The news follows reports that the Chinese Government is cracking down on internet porn – which has caused concern amongst western commentators about the limitations of 'online freedom' in China.
Information Week reports that the Chinese Government is now cracking down on the trading in virtual currency – a largely unregulated and underground industry which employs hundreds of thousands of Chinese workers and generates between $200 million and $1 billion a year.
Virtual gold rush
That report also quotes from a University of Manchester survey in which researcher Richard Heeks showed that between 80 per cent and 85 per cent of gold farmers worldwide are based in China.
"...many online games have a virtual economy and an in-game currency," said Heeks' report. "Gold farmers can play in-game to make some currency. They then sell that for real money - typically via a website and using the PayPal payment system - to other players of the game."

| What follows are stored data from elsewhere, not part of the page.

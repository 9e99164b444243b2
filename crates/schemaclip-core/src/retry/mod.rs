//! Retry-with-backoff execution.
//!
//! This module provides one retry algorithm for any zero-argument operation,
//! immediate or suspending, with or without a return value.
//!
//! # Key Types
//!
//! - [`RetryExecutor`] - Runs an operation under a filter and a schedule
//! - [`BackoffSchedule`] - Ordered waits between attempts
//! - [`Waiter`] - How a wait is performed (blocking or suspending)
//! - [`ExponentialBackoff`] - Generates a schedule from exponential parameters
//!
//! # Examples
//!
//! ```rust
//! use schemaclip_core::retry::{BackoffSchedule, RetryExecutor};
//!
//! # async fn example() -> Result<(), std::io::Error> {
//! let executor = RetryExecutor::new().with_schedule(BackoffSchedule::from_millis([100, 50]));
//!
//! let text = executor.run_async(|| async {
//!     // Your operation here
//!     Ok::<_, std::io::Error>("generated code".to_string())
//! }).await?;
//! # Ok(())
//! # }
//! ```

mod executor;
mod exponential;
mod schedule;
mod waiter;

pub use executor::{RetryExecutor, TransientFilter, run_async, run_sync};
pub use exponential::{ExponentialBackoff, ExponentialBackoffBuilder};
pub use schedule::{BackoffSchedule, DEFAULT_SCHEDULE};
pub use waiter::{BlockingWaiter, SuspendingWaiter, Waiter};
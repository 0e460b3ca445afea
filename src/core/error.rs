//! Error types for the evaluation core
//!
//! This module provides `EvalError`, the single error enum surfaced by
//! the public API. The taxonomy distinguishes mathematically undefined
//! inputs (domain errors), evaluations that ran but could not reach the
//! target precision, and overflow of the final scaled result.

use std::fmt;

/// Errors that can occur while evaluating the confluent hypergeometric
/// function.
#[derive(Debug, Clone, PartialEq)]
#[non_exhaustive]
pub enum EvalError {
    // Input validation
    /// The input is mathematically undefined: `b` is a non-positive
    /// integer and the polynomial-termination condition on `a` fails.
    Domain {
        /// Description of the offending parameter combination.
        msg: String,
    },

    // Evaluation failures
    /// The iteration budget was exhausted before the series converged.
    DidNotConverge {
        /// Iterations performed before giving up.
        iterations: u32,
    },
    /// Cancellation is so severe that no bits in the result are correct.
    CancellationLoss {
        /// Ratio of the largest partial sum to the final sum.
        loss_ratio: f64,
    },
    /// A recurrence shift count exceeds the iteration budget, leaving
    /// the arguments in a range with no evaluation method.
    OutOfRange {
        /// Description of the oversized shift.
        msg: String,
    },
    /// The dispatcher exhausted all candidate methods.
    NoMethodAvailable,

    // Terminal conversion
    /// The final value exceeds the representable range of the scalar
    /// type and the policy asked for overflow to be raised.
    Overflow,
}

impl EvalError {
    /// Create a `Domain` error from any displayable message.
    pub fn domain(msg: impl Into<String>) -> Self {
        EvalError::Domain { msg: msg.into() }
    }

    /// Create an `OutOfRange` error from any displayable message.
    pub fn out_of_range(msg: impl Into<String>) -> Self {
        EvalError::OutOfRange { msg: msg.into() }
    }

    /// True for failures the dispatcher may treat as soft: the
    /// evaluator was a legitimate candidate but could not deliver the
    /// precision, and another method may still succeed.
    pub fn is_soft(&self) -> bool {
        matches!(
            self,
            EvalError::DidNotConverge { .. } | EvalError::CancellationLoss { .. }
        )
    }
}

impl fmt::Display for EvalError {
    fn fmt(&self, f: &mut fmt::Formatter<'_>) -> fmt::Result {
        match self {
            EvalError::Domain { msg } => {
                write!(f, "Function is indeterminate: {msg}")
            }
            EvalError::DidNotConverge { iterations } => {
                write!(f, "Series did not converge after {iterations} iterations")
            }
            EvalError::CancellationLoss { loss_ratio } => {
                write!(
                    f,
                    "Cancellation is so severe that no bits in the result are \
                     correct (largest partial sum exceeded the result by a \
                     factor of {loss_ratio:e})"
                )
            }
            EvalError::OutOfRange { msg } => {
                write!(f, "Arguments sit in a range with no evaluation method: {msg}")
            }
            EvalError::NoMethodAvailable => {
                write!(f, "No evaluation method is available for these arguments")
            }
            EvalError::Overflow => {
                write!(f, "Result is too large to represent in the scalar type")
            }
        }
    }
}

impl std::error::Error for EvalError {}

#[cfg(test)]
mod tests {
    use super::*;

    #[test]
    fn display_messages() {
        let e = EvalError::domain("negative integer b = -3");
        assert_eq!(
            e.to_string(),
            "Function is indeterminate: negative integer b = -3"
        );
        let e = EvalError::DidNotConverge { iterations: 100 };
        assert!(e.to_string().contains("100 iterations"));
    }

    #[test]
    fn softness() {
        assert!(EvalError::DidNotConverge { iterations: 1 }.is_soft());
        assert!(EvalError::CancellationLoss { loss_ratio: 1e300 }.is_soft());
        assert!(!EvalError::Overflow.is_soft());
        assert!(!EvalError::domain("b = 0").is_soft());
    }
}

Both China's Ministry of Culture and Ministry of Commerce is very clear that "virtual currency" includes "prepaid cards of cyber-games," according to a government press release issued by on Friday.
Of course, the real question is how can the Chinese Government effectively police and enforce such a 'ban' on an industry that is almost totally underground?
Blizzard and other major MMO developers actively forbid - or, at the very least, discourage - 'gold farming' amongst their customers, but where there's a will…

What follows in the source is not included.